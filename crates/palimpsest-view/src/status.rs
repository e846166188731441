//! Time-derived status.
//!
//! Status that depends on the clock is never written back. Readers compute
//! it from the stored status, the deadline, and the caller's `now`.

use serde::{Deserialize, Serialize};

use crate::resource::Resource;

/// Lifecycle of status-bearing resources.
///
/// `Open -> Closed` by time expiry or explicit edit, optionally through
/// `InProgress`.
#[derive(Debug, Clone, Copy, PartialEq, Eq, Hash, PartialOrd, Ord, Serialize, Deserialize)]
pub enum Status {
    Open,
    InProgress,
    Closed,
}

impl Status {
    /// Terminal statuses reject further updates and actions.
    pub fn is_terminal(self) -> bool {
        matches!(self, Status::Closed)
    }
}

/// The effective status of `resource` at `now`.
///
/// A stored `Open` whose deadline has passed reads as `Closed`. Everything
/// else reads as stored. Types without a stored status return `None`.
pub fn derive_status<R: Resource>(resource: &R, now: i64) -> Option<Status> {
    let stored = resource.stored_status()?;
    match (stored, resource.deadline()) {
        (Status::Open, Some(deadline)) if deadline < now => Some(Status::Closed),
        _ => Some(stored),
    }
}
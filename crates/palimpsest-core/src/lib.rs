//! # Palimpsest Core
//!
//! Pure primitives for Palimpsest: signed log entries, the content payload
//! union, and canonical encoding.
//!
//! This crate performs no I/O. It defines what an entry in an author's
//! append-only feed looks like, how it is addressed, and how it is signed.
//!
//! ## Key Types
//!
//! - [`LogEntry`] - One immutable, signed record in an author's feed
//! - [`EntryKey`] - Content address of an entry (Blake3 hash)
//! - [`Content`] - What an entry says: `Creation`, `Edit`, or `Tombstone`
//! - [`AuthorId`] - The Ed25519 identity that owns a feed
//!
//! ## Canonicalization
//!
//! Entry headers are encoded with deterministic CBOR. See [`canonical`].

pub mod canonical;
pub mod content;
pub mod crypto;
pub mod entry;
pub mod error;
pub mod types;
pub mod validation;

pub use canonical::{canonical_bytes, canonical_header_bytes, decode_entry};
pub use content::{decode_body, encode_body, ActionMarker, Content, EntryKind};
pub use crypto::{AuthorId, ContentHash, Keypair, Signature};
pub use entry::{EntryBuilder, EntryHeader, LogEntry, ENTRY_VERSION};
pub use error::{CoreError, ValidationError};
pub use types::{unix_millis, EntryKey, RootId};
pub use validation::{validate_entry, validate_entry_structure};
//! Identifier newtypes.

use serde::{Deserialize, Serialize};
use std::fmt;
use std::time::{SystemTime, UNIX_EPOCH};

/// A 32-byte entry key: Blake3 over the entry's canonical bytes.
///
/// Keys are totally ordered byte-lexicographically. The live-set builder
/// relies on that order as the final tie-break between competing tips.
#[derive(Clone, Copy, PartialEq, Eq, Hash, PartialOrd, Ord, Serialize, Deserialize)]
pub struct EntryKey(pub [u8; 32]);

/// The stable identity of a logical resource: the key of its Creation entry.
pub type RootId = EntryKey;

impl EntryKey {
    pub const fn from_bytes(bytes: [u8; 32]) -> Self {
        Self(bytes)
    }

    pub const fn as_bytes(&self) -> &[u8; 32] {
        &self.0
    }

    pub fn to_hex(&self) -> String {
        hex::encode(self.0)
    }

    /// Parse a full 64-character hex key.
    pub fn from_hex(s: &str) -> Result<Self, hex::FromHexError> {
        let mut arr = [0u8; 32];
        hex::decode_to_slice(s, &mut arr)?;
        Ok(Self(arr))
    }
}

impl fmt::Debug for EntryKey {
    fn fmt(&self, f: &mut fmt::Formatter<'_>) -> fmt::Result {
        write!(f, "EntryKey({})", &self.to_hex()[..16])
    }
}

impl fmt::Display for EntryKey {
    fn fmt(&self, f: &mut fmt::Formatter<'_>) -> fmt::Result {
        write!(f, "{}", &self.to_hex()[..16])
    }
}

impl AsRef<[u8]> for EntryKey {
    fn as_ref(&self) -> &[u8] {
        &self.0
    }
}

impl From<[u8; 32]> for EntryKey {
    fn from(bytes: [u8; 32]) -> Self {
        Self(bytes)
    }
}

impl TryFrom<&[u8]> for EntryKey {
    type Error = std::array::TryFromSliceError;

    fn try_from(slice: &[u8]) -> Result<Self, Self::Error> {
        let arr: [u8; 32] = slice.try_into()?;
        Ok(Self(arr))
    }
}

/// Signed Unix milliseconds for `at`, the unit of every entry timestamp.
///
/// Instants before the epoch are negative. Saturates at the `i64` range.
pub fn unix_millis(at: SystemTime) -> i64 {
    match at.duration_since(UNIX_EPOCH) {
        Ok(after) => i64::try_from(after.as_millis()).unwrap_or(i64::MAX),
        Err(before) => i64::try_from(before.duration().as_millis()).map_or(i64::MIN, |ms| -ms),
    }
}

---------------

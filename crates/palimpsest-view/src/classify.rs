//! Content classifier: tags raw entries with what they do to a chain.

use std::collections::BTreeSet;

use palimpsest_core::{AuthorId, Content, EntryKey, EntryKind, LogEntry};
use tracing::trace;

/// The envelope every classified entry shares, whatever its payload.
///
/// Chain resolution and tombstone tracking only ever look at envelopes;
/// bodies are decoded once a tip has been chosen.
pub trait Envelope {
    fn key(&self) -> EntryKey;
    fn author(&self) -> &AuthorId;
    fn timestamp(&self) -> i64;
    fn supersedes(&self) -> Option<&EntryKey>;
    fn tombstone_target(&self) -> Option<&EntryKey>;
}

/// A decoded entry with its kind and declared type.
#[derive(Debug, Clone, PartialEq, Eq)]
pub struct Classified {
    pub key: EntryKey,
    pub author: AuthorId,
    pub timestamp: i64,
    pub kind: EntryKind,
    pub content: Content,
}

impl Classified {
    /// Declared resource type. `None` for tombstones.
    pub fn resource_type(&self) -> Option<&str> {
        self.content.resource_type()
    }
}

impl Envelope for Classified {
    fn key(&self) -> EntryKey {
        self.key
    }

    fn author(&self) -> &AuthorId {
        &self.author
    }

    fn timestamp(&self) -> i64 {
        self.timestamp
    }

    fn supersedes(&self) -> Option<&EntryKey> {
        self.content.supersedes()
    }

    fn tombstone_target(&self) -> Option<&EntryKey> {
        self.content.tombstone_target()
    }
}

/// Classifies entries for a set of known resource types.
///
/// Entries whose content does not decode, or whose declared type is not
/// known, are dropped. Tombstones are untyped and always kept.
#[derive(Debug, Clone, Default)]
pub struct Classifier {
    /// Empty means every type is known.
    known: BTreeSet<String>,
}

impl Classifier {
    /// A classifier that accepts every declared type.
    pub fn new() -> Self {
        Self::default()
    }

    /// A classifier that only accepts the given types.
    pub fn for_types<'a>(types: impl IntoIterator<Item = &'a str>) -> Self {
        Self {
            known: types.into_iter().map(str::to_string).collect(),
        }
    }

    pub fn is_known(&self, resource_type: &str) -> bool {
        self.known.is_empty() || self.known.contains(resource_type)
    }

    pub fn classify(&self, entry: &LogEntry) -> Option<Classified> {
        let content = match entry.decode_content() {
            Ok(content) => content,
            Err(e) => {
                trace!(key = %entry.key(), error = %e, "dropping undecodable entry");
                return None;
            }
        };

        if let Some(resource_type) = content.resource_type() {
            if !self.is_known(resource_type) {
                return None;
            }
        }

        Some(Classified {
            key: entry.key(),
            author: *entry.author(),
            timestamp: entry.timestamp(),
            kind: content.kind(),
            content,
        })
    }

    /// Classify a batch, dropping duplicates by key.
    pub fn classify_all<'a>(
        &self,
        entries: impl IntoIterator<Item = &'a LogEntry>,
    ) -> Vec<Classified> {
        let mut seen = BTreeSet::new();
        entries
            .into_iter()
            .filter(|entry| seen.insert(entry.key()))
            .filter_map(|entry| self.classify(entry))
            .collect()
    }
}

---------------

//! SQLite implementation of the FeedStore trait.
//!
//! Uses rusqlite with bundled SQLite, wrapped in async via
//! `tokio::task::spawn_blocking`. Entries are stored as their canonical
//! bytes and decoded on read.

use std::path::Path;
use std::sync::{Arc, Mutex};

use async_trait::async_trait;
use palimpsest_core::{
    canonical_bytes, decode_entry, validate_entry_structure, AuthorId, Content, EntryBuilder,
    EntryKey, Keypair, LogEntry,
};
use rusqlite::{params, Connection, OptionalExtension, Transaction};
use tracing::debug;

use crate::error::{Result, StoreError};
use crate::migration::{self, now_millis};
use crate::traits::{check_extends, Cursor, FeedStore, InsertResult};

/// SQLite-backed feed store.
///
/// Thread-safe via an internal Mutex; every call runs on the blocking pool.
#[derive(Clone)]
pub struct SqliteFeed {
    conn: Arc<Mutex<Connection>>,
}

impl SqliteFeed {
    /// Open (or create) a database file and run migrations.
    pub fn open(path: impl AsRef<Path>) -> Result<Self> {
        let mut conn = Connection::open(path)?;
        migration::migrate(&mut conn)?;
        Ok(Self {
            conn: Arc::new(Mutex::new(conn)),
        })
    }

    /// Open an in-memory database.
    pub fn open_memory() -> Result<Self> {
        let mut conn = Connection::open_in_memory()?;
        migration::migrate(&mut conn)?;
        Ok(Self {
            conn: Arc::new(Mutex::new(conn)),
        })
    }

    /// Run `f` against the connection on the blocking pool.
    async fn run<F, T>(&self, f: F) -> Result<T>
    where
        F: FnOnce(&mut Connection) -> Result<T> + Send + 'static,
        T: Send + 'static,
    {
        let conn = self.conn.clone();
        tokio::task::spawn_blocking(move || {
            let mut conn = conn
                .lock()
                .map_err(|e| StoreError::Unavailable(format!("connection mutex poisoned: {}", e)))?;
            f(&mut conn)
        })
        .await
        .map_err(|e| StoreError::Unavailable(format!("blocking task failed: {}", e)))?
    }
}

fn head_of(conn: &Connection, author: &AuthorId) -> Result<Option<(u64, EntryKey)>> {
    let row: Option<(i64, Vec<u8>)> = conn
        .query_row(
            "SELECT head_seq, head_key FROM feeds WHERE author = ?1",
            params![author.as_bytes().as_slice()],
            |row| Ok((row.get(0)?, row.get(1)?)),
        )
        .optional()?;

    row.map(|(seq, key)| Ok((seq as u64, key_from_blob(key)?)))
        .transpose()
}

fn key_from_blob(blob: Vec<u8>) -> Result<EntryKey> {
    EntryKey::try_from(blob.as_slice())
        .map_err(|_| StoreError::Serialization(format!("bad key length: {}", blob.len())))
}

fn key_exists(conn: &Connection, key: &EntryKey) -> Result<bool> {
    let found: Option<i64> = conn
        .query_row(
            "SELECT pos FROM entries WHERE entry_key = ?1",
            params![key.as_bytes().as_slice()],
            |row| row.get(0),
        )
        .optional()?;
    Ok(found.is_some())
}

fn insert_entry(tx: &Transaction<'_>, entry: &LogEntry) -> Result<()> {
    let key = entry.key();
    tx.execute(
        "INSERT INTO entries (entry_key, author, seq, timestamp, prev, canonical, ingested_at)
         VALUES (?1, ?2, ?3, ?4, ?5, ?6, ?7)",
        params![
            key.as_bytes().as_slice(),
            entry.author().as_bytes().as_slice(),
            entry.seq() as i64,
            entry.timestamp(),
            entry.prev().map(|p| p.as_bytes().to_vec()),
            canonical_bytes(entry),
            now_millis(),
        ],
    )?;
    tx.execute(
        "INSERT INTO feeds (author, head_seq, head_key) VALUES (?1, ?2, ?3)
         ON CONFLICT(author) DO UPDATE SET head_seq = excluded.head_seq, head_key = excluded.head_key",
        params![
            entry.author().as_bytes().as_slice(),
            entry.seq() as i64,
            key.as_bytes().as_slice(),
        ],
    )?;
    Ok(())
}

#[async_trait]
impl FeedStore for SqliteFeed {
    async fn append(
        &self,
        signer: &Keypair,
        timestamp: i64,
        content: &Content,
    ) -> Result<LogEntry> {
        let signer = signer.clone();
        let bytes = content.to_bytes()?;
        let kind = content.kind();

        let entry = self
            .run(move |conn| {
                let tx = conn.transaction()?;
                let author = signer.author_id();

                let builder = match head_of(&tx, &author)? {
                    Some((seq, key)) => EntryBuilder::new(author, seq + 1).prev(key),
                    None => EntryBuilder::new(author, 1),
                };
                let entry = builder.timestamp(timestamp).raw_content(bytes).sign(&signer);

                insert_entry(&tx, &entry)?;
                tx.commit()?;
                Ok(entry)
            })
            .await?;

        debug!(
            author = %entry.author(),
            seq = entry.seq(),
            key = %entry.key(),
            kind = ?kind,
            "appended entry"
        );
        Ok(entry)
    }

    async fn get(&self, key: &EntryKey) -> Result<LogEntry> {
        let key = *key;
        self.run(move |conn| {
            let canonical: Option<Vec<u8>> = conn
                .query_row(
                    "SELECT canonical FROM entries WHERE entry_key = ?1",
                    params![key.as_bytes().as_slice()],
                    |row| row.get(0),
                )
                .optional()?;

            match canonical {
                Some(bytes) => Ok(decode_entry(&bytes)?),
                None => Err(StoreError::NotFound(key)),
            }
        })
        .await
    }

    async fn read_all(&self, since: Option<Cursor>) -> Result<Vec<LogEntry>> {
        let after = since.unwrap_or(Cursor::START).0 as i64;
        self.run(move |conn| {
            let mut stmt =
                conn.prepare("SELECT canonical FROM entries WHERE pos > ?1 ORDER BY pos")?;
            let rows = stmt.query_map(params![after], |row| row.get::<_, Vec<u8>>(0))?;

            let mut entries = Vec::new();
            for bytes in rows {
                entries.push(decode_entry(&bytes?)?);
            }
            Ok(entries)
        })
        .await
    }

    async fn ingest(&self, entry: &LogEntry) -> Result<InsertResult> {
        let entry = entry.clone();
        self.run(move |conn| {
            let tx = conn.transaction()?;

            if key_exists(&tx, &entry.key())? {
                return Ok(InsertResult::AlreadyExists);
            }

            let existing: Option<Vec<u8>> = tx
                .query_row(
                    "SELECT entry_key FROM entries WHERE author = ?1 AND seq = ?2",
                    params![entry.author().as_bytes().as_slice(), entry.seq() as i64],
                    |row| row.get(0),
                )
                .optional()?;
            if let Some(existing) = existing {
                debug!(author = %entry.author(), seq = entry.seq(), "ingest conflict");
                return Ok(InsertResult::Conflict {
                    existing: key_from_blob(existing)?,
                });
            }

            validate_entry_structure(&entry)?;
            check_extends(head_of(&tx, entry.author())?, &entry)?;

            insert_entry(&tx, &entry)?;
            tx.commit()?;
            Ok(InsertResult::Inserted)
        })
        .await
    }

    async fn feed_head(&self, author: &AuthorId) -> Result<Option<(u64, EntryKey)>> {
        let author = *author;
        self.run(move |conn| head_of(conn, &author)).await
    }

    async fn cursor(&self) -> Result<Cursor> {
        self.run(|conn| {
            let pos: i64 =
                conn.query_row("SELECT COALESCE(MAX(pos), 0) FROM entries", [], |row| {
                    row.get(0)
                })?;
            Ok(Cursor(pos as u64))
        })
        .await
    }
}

---------------

What the task requires: Count the lines in the listing where the string "tokio" appears. Answer with the number only.

Your response: 2